Muhammad Yaqub was trained in tasawwuf under Haji Imdadullah and received khilafah (authorization) from him in the Chishti, Naqshbandi, Qadiri, and Suhrawardi orders.

Career
In 1852, Muhammad Yaqub was appointed as a teacher in Government College Ajmer. At the recommendation of the College principal, he was offered the post of Deputy collector, which he rejected. He was transferred to Banaras, and later promoted to the post of Deputy Inspector, Saharanpur.

In 1866, Muhammad Yaqub was appointed as the principal of Darul Uloom Deoband.
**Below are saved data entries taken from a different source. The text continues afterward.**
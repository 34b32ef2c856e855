//! Prometheus metrics for the gateway

use crate::error::{GatewayError, Result};
use prometheus::{
    Encoder, HistogramVec, IntCounterVec, TextEncoder, register_histogram_vec,
    register_int_counter_vec,
};
use std::sync::OnceLock;

/// Global metrics instance
static METRICS: OnceLock<Metrics> = OnceLock::new();

/// Label observed as `status` on success
pub const STATUS_OK: &str = "ok";
/// Label observed as `status` on failure
pub const STATUS_ERROR: &str = "error";

/// Failure reason when the handler itself errored
pub const REASON_HANDLER_ERROR: &str = "handler error";
/// Failure reason when a single event could not be produced
pub const REASON_PRODUCE_FAILURE: &str = "produce failure";

/// All gateway metrics
pub struct Metrics {
    /// End-to-end handler latency in ms (by route, topic, retry, status)
    pub api_response_time: HistogramVec,

    /// Request payload size in bytes (by topic)
    pub api_payload_size: HistogramVec,

    /// Kafka produce latency in ms (by status, prefixed topic)
    pub kafka_response_time: HistogramVec,

    /// Events accepted and published (by route, topic, retry)
    pub api_requests_success: IntCounterVec,

    /// Events that failed (by route, topic, retry, reason)
    pub api_requests_failure: IntCounterVec,
}

impl Metrics {
    /// Initialize metrics (call once at startup)
    ///
    /// A second call returns the already-registered instance, so duplicate
    /// initialization across the gateway and its tests is harmless.
    pub fn init() -> Result<&'static Metrics> {
        if let Some(metrics) = METRICS.get() {
            return Ok(metrics);
        }

        let latency_buckets = vec![10.0, 30.0, 50.0, 100.0, 500.0];
        let payload_buckets = vec![
            10_000.0, 50_000.0, 100_000.0, 500_000.0, 1_000_000.0, 5_000_000.0,
        ];

        let metrics = Metrics {
            api_response_time: register_histogram_vec!(
                "virta_api_response_time_ms",
                "Response time in ms of API routes",
                &["route", "topic", "retry", "status"],
                latency_buckets.clone()
            )
            .map_err(|e| GatewayError::Metrics(format!("api_response_time: {e}")))?,

            api_payload_size: register_histogram_vec!(
                "virta_api_payload_size",
                "Payload size of API requests, in bytes",
                &["topic"],
                payload_buckets
            )
            .map_err(|e| GatewayError::Metrics(format!("api_payload_size: {e}")))?,

            kafka_response_time: register_histogram_vec!(
                "virta_kafka_response_time_ms",
                "Response time in ms of Kafka produces",
                &["status", "topic"],
                latency_buckets
            )
            .map_err(|e| GatewayError::Metrics(format!("kafka_response_time: {e}")))?,

            api_requests_success: register_int_counter_vec!(
                "virta_api_requests_success_total",
                "Count of events accepted and published",
                &["route", "topic", "retry"]
            )
            .map_err(|e| GatewayError::Metrics(format!("api_requests_success: {e}")))?,

            api_requests_failure: register_int_counter_vec!(
                "virta_api_requests_failure_total",
                "Count of events that failed",
                &["route", "topic", "retry", "reason"]
            )
            .map_err(|e| GatewayError::Metrics(format!("api_requests_failure: {e}")))?,
        };

        let _ = METRICS.set(metrics);

        METRICS
            .get()
            .ok_or_else(|| GatewayError::Metrics("failed to initialize metrics".to_string()))
    }

    /// Get the global metrics instance
    ///
    /// Returns None if metrics haven't been initialized yet.
    pub fn get() -> Option<&'static Metrics> {
        METRICS.get()
    }

    /// Record a Kafka produce latency observation
    pub fn observe_kafka_latency(&self, status: &str, topic: &str, elapsed_ms: f64) {
        self.kafka_response_time
            .with_label_values(&[status, topic])
            .observe(elapsed_ms);
    }
}

/// Gather all metrics and encode as Prometheus text format
pub fn gather() -> String {
    let encoder = TextEncoder::new();
    let metric_families = prometheus::gather();
    let mut buffer = Vec::new();
    if encoder.encode(&metric_families, &mut buffer).is_ok() {
        String::from_utf8(buffer).unwrap_or_default()
    } else {
        String::new()
    }
}
//! Per-request instrumentation
//!
//! Every RPC is observed exactly once: the observation is opened when the
//! request is demultiplexed (single event vs batch) and closed with the
//! handler outcome. Payload size is observed at open time so oversized
//! requests are measured even when the handler rejects them.
//!
//! Accounting rules:
//! - the response-time histogram is keyed by (route, topic, retry, status);
//! - every event in the request lands in exactly one counter: success, or
//!   failure with reason `produce failure` (its index came back in the
//!   failure list) or `handler error` (the whole RPC failed).

use crate::metrics::{
    Metrics, REASON_HANDLER_ERROR, REASON_PRODUCE_FAILURE, STATUS_ERROR, STATUS_OK,
};
use opentelemetry::propagation::Extractor;
use prost::Message;
use std::time::Instant;
use tracing::Span;
use tracing_opentelemetry::OpenTelemetrySpanExt;
use virta_core::{routes, Event, SendEventsRequest};

/// One in-flight RPC observation
pub struct RpcObservation {
    route: &'static str,
    topics: Vec<String>,
    retry: String,
    start: Instant,
}

impl RpcObservation {
    /// Open an observation for a single-event request.
    pub fn single(event: &Event) -> Self {
        let observation = Self {
            route: routes::SEND_EVENT,
            topics: vec![event.topic.clone()],
            retry: "0".to_string(),
            start: Instant::now(),
        };
        observation.observe_payload_size(event.encoded_len());
        observation
    }

    /// Open an observation for a batch request.
    pub fn batch(request: &SendEventsRequest) -> Self {
        let observation = Self {
            route: routes::SEND_EVENTS,
            topics: request.events.iter().map(|e| e.topic.clone()).collect(),
            retry: request.retry.to_string(),
            start: Instant::now(),
        };
        observation.observe_payload_size(request.encoded_len());
        observation
    }

    fn observe_payload_size(&self, size: usize) {
        if let Some(metrics) = Metrics::get() {
            let topic = self.topics.first().map(String::as_str).unwrap_or_default();
            metrics
                .api_payload_size
                .with_label_values(&[topic])
                .observe(size as f64);
        }
    }

    /// Close the observation for a handler that completed. An empty
    /// `failure_indexes` means full success; indexes must be ascending
    /// (the server sorts before replying).
    pub fn record_ok(self, failure_indexes: &[i64]) {
        let Some(metrics) = Metrics::get() else {
            return;
        };
        let elapsed_ms = self.start.elapsed().as_secs_f64() * 1000.0;

        let mut cursor = 0usize;
        for (index, topic) in self.topics.iter().enumerate() {
            metrics
                .api_response_time
                .with_label_values(&[self.route, topic, &self.retry, STATUS_OK])
                .observe(elapsed_ms);

            let failed =
                failure_indexes.get(cursor).copied() == Some(index as i64);
            if failed {
                cursor += 1;
                metrics
                    .api_requests_failure
                    .with_label_values(&[self.route, topic, &self.retry, REASON_PRODUCE_FAILURE])
                    .inc();
            } else {
                metrics
                    .api_requests_success
                    .with_label_values(&[self.route, topic, &self.retry])
                    .inc();
            }
        }
    }

    /// Close the observation for a handler that returned an error.
    pub fn record_err(self) {
        let Some(metrics) = Metrics::get() else {
            return;
        };
        let elapsed_ms = self.start.elapsed().as_secs_f64() * 1000.0;

        for topic in &self.topics {
            metrics
                .api_response_time
                .with_label_values(&[self.route, topic, &self.retry, STATUS_ERROR])
                .observe(elapsed_ms);
            metrics
                .api_requests_failure
                .with_label_values(&[self.route, topic, &self.retry, REASON_HANDLER_ERROR])
                .inc();
        }
    }
}

/// Attach the trace context propagated in the request metadata to the
/// current server span, so gateway spans join the caller's trace.
pub fn link_remote_trace(span: &Span, metadata: &tonic::metadata::MetadataMap) {
    let parent = opentelemetry::global::get_text_map_propagator(|propagator| {
        propagator.extract(&MetadataExtractor(metadata))
    });
    span.set_parent(parent);
}

struct MetadataExtractor<'a>(&'a tonic::metadata::MetadataMap);

impl Extractor for MetadataExtractor<'_> {
    fn get(&self, key: &str) -> Option<&str> {
        self.0.get(key).and_then(|value| value.to_str().ok())
    }

    fn keys(&self) -> Vec<&str> {
        self.0
            .keys()
            .filter_map(|key| match key {
                tonic::metadata::KeyRef::Ascii(key) => Some(key.as_str()),
                tonic::metadata::KeyRef::Binary(_) => None,
            })
            .collect()
    }
}
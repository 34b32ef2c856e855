//! Error types for the virta gateway

use thiserror::Error;

/// Result type alias for gateway operations
pub type Result<T> = std::result::Result<T, GatewayError>;

/// Top-level error type for gateway construction and serving
#[derive(Error, Debug)]
pub enum GatewayError {
    /// Configuration error
    #[error("configuration error: {0}")]
    Config(String),

    /// gRPC transport error
    #[error("transport error: {0}")]
    Transport(#[from] tonic::transport::Error),

    /// Kafka client error
    #[error("kafka error: {0}")]
    Kafka(#[from] rdkafka::error::KafkaError),

    /// Avro schema or encoding error
    #[error("avro error: {0}")]
    Encoding(String),

    /// IO error
    #[error("IO error: {0}")]
    Io(#[from] std::io::Error),

    /// Metrics registration error
    #[error("metrics error: {0}")]
    Metrics(String),
}

/// Errors produced while publishing a payload to the broker.
///
/// These are surfaced verbatim to the sender; the client decides whether
/// a retry can help.
#[derive(Error, Debug, Clone, PartialEq, Eq)]
pub enum ForwardError {
    /// No broker reachable or all brokers down
    #[error("broker unavailable: {0}")]
    BrokerUnavailable(String),

    /// The broker rejected the payload for its size
    #[error("payload too large: {0}")]
    PayloadTooLarge(String),

    /// Delivery was not acknowledged within the produce timeout
    #[error("produce timed out: {0}")]
    Timeout(String),

    /// Anything the broker driver reported that fits no other bucket
    #[error("produce failed: {0}")]
    Unknown(String),
}

/// Errors produced by the sender for a single event.
#[derive(Error, Debug)]
pub enum SendError {
    /// A required event field is empty or zero
    #[error("id, name, topic and timestamp should be set")]
    InvalidEvent,

    /// The encoded event would not fit in a broker message
    #[error("event size exceeds max message bytes {limit}, got {size} bytes")]
    TooLarge { size: usize, limit: usize },

    /// The Avro codec failed
    #[error("error serializing event: {0}")]
    Encoding(String),

    /// The broker publish failed
    #[error(transparent)]
    Forward(#[from] ForwardError),
}

impl From<SendError> for tonic::Status {
    fn from(err: SendError) -> Self {
        match err {
            SendError::InvalidEvent => tonic::Status::failed_precondition(err.to_string()),
            // retrying an oversized event can never help, so the status
            // must be non-retryable
            SendError::TooLarge { .. } => tonic::Status::invalid_argument(err.to_string()),
            SendError::Encoding(msg) => tonic::Status::internal(msg),
            SendError::Forward(e) => tonic::Status::unavailable(e.to_string()),
        }
    }
}
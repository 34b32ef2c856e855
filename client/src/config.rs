//! Client configuration
//!
//! One record enumerating every knob the client consumes, with the
//! defaults the gateway deployment assumes. Loading from YAML or the
//! environment is the caller's concern.

use std::time::Duration;

#[derive(Debug, Clone)]
pub struct Config {
    /// Default topic events are sent to (required)
    pub kafka_topic: String,
    /// Gateway address, e.g. "http://localhost:5000" (required)
    pub server_address: String,
    /// Use the buffering async strategy instead of per-call RPCs
    pub async_mode: bool,

    /// Max events per batch RPC
    pub batch_size: usize,
    /// Max time a non-full batch may wait before being flushed
    pub linger_interval: Duration,
    /// Ingress channel capacity; producers block when it is full
    pub channel_buffer: usize,
    /// Number of flush workers draining the ingress channel
    pub num_routines: usize,

    /// Retries per batch before its events are dropped
    pub max_retries: u32,
    /// Backoff base; attempt n sleeps 2^n times this
    pub retry_interval: Duration,
    /// Per-RPC deadline
    pub timeout: Duration,
}

impl Default for Config {
    fn default() -> Self {
        Self {
            kafka_topic: String::new(),
            server_address: String::new(),
            async_mode: false,
            batch_size: 50,
            linger_interval: Duration::from_millis(500),
            channel_buffer: 500,
            num_routines: 5,
            max_retries: 3,
            retry_interval: Duration::from_secs(1),
            timeout: Duration::from_millis(500),
        }
    }
}

impl Config {
    /// Minimal config for the common case.
    pub fn new(kafka_topic: impl Into<String>, server_address: impl Into<String>) -> Self {
        Self {
            kafka_topic: kafka_topic.into(),
            server_address: server_address.into(),
            ..Self::default()
        }
    }
}

#[cfg(test)]
mod tests {
    use super::*;

    #[test]
    fn defaults_match_contract() {
        let config = Config::default();
        assert!(!config.async_mode);
        assert_eq!(config.batch_size, 50);
        assert_eq!(config.linger_interval, Duration::from_millis(500));
        assert_eq!(config.channel_buffer, 500);
        assert_eq!(config.num_routines, 5);
        assert_eq!(config.max_retries, 3);
        assert_eq!(config.retry_interval, Duration::from_secs(1));
        assert_eq!(config.timeout, Duration::from_millis(500));
    }
}
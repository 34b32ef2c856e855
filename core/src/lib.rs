//! virta-core - Wire types for the virta events gateway
//!
//! This crate holds the proto-generated types shared between the gateway
//! server and the client library:
//!
//! - [`Event`] - the unit of ingress
//! - [`SendEventsRequest`] / [`SendEventsResponse`] - the partial-failure
//!   batch protocol (the response carries the failed event positions, the
//!   client retries exactly those)
//! - the `EventsForwarder` tonic service (client and server halves)
//!
//! Both `virta-gateway` and `virta-client` depend on this crate so that a
//! batch serialized on one side decodes identically on the other.

#![deny(unsafe_code)]
#![warn(clippy::unwrap_used)]
#![warn(clippy::expect_used)]
#![warn(clippy::panic)]

// Proto types generated from virta/v1/events.proto
pub mod proto {
    #![allow(clippy::unwrap_used)]
    #![allow(clippy::expect_used)]
    #![allow(clippy::panic)]
    #![allow(clippy::derive_partial_eq_without_eq)]

    include!("proto/virta.v1.rs");
}

pub use proto::{Event, SendEventResponse, SendEventsRequest, SendEventsResponse};

/// Full gRPC method paths, used as the `route` label on metrics.
pub mod routes {
    /// Route of the unary single-event RPC.
    pub const SEND_EVENT: &str = "/virta.v1.EventsForwarder/SendEvent";
    /// Route of the batch RPC.
    pub const SEND_EVENTS: &str = "/virta.v1.EventsForwarder/SendEvents";
}

/// Validation helpers on the wire [`Event`].
pub trait EventExt {
    /// True iff every required field (id, name, topic, timestamp) is set.
    /// Props may be empty.
    fn is_complete(&self) -> bool;
}

impl EventExt for Event {
    fn is_complete(&self) -> bool {
        !self.id.is_empty()
            && !self.name.is_empty()
            && !self.topic.is_empty()
            && self.timestamp != 0
    }
}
Concerning his appointment in the Deoband seminary, Muhammad Miyan Deobandi writes that, "Seeing the increase in students day to day, it became a concern to get good teachers and thus Maulana Muhammad Yaqub was called to be the principal who was then teaching either in Ajmer or somewhere else."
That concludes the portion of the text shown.